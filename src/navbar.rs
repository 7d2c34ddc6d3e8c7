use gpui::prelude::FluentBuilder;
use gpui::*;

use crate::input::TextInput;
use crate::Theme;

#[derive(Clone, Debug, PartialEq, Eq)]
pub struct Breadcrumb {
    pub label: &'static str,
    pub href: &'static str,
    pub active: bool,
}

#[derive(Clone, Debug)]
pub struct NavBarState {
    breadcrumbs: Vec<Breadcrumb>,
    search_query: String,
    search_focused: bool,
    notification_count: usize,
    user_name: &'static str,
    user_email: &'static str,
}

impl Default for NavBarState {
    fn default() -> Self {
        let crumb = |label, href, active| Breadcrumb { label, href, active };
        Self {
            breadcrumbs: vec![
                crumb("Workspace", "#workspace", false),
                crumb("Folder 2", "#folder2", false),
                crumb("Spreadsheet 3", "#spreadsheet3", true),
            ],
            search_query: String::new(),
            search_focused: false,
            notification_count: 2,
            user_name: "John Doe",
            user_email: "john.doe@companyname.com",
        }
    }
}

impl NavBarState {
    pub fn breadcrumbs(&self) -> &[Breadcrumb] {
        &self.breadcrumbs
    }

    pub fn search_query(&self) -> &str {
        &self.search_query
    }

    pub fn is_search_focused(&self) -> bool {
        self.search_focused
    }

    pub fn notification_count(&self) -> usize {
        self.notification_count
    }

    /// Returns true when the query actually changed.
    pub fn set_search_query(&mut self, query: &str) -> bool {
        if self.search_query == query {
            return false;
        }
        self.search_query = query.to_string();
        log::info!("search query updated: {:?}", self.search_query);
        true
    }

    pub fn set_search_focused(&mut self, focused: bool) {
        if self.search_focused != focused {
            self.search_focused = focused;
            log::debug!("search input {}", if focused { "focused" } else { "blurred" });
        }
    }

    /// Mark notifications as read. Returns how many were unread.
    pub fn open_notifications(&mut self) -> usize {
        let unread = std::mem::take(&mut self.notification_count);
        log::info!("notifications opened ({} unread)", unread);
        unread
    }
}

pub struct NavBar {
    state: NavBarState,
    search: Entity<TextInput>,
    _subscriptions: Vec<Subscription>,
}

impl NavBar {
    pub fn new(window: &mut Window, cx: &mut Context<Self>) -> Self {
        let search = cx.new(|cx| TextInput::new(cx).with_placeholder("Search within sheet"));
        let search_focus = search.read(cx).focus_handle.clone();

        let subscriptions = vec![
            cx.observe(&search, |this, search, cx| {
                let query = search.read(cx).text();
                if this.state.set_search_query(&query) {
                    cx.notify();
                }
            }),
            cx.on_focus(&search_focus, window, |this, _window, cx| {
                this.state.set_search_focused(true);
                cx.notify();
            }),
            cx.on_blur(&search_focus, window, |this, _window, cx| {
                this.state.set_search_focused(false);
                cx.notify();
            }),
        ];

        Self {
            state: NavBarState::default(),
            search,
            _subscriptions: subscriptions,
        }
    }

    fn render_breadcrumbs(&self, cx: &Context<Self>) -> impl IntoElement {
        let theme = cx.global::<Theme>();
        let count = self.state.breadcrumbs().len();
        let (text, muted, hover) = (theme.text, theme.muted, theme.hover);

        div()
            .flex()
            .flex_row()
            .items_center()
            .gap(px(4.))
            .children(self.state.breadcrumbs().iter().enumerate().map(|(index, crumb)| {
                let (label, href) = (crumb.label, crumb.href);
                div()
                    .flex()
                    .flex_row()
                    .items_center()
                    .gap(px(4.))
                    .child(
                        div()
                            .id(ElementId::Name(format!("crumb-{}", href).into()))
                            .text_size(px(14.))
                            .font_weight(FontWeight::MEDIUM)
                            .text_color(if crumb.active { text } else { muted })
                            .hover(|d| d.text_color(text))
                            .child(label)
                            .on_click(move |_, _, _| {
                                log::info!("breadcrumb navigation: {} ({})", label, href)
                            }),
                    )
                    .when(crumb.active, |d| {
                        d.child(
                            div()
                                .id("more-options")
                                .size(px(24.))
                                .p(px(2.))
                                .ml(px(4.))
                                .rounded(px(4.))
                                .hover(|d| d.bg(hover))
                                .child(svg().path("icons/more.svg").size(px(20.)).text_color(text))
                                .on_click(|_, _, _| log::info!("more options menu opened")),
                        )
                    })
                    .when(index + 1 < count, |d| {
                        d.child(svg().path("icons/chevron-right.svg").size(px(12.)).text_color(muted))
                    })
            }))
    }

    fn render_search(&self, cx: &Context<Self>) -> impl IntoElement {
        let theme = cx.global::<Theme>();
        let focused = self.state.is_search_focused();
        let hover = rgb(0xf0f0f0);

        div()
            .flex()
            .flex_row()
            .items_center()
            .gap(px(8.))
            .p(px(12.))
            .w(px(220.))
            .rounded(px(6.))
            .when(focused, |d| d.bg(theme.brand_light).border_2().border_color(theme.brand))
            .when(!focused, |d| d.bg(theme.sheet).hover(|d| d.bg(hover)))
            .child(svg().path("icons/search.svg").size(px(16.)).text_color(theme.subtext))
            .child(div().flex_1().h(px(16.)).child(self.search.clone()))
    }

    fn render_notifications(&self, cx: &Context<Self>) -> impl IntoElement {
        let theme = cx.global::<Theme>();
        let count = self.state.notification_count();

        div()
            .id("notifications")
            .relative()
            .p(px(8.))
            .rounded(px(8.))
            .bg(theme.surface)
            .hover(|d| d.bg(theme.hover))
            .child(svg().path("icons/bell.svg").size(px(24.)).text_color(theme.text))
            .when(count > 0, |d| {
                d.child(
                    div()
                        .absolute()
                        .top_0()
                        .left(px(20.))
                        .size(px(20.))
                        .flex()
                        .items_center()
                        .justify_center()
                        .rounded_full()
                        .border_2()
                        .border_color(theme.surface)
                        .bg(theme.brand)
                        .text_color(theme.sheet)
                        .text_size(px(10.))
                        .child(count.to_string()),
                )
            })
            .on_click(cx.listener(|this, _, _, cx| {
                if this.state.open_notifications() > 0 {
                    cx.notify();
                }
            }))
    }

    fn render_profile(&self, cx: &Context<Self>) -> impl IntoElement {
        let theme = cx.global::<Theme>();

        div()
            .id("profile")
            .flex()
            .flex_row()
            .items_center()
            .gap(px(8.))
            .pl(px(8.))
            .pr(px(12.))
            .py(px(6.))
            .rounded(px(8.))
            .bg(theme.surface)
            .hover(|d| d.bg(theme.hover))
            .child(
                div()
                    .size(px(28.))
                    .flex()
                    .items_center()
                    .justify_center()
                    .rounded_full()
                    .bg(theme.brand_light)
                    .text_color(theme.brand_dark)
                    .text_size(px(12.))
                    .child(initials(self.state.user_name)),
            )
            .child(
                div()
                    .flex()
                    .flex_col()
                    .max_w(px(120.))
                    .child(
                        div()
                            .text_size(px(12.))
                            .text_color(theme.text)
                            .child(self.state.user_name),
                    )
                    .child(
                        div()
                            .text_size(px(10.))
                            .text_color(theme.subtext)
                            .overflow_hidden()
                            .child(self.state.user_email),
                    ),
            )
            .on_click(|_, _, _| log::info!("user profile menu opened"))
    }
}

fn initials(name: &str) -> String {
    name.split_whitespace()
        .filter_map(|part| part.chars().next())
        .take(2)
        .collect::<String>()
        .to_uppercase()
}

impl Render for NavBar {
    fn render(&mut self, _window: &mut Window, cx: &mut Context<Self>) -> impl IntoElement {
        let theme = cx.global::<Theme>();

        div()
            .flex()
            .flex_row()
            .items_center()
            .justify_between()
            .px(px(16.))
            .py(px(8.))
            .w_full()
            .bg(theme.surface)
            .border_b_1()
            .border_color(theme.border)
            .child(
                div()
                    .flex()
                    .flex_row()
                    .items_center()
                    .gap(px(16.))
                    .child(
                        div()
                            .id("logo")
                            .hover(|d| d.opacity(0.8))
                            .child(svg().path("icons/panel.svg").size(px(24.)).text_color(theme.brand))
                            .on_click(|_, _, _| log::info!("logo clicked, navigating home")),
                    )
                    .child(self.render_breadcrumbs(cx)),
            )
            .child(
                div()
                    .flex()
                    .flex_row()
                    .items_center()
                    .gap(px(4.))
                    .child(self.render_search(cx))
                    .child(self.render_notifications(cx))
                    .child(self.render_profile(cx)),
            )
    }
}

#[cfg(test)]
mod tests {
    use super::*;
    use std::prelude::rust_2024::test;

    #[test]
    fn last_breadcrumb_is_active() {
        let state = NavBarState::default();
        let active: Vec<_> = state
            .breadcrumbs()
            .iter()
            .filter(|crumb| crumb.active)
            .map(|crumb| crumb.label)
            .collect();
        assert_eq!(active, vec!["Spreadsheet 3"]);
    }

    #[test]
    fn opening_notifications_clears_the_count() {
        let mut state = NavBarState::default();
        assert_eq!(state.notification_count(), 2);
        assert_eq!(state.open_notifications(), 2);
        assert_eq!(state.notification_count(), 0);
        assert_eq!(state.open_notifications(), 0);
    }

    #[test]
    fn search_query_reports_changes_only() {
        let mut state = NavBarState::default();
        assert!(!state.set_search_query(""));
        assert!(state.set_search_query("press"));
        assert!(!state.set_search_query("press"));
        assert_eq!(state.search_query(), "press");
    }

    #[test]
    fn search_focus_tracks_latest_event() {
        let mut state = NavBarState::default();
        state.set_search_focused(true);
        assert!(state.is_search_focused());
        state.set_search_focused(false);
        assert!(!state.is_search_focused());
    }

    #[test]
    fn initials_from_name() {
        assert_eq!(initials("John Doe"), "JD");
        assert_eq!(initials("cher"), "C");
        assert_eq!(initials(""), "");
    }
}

· · · ·

> **YOUR ASSIGNMENT**
Using the entries above, work out how many lines contain the string "when". Respond with that number alone.

> **SOLUTION BELOW**
6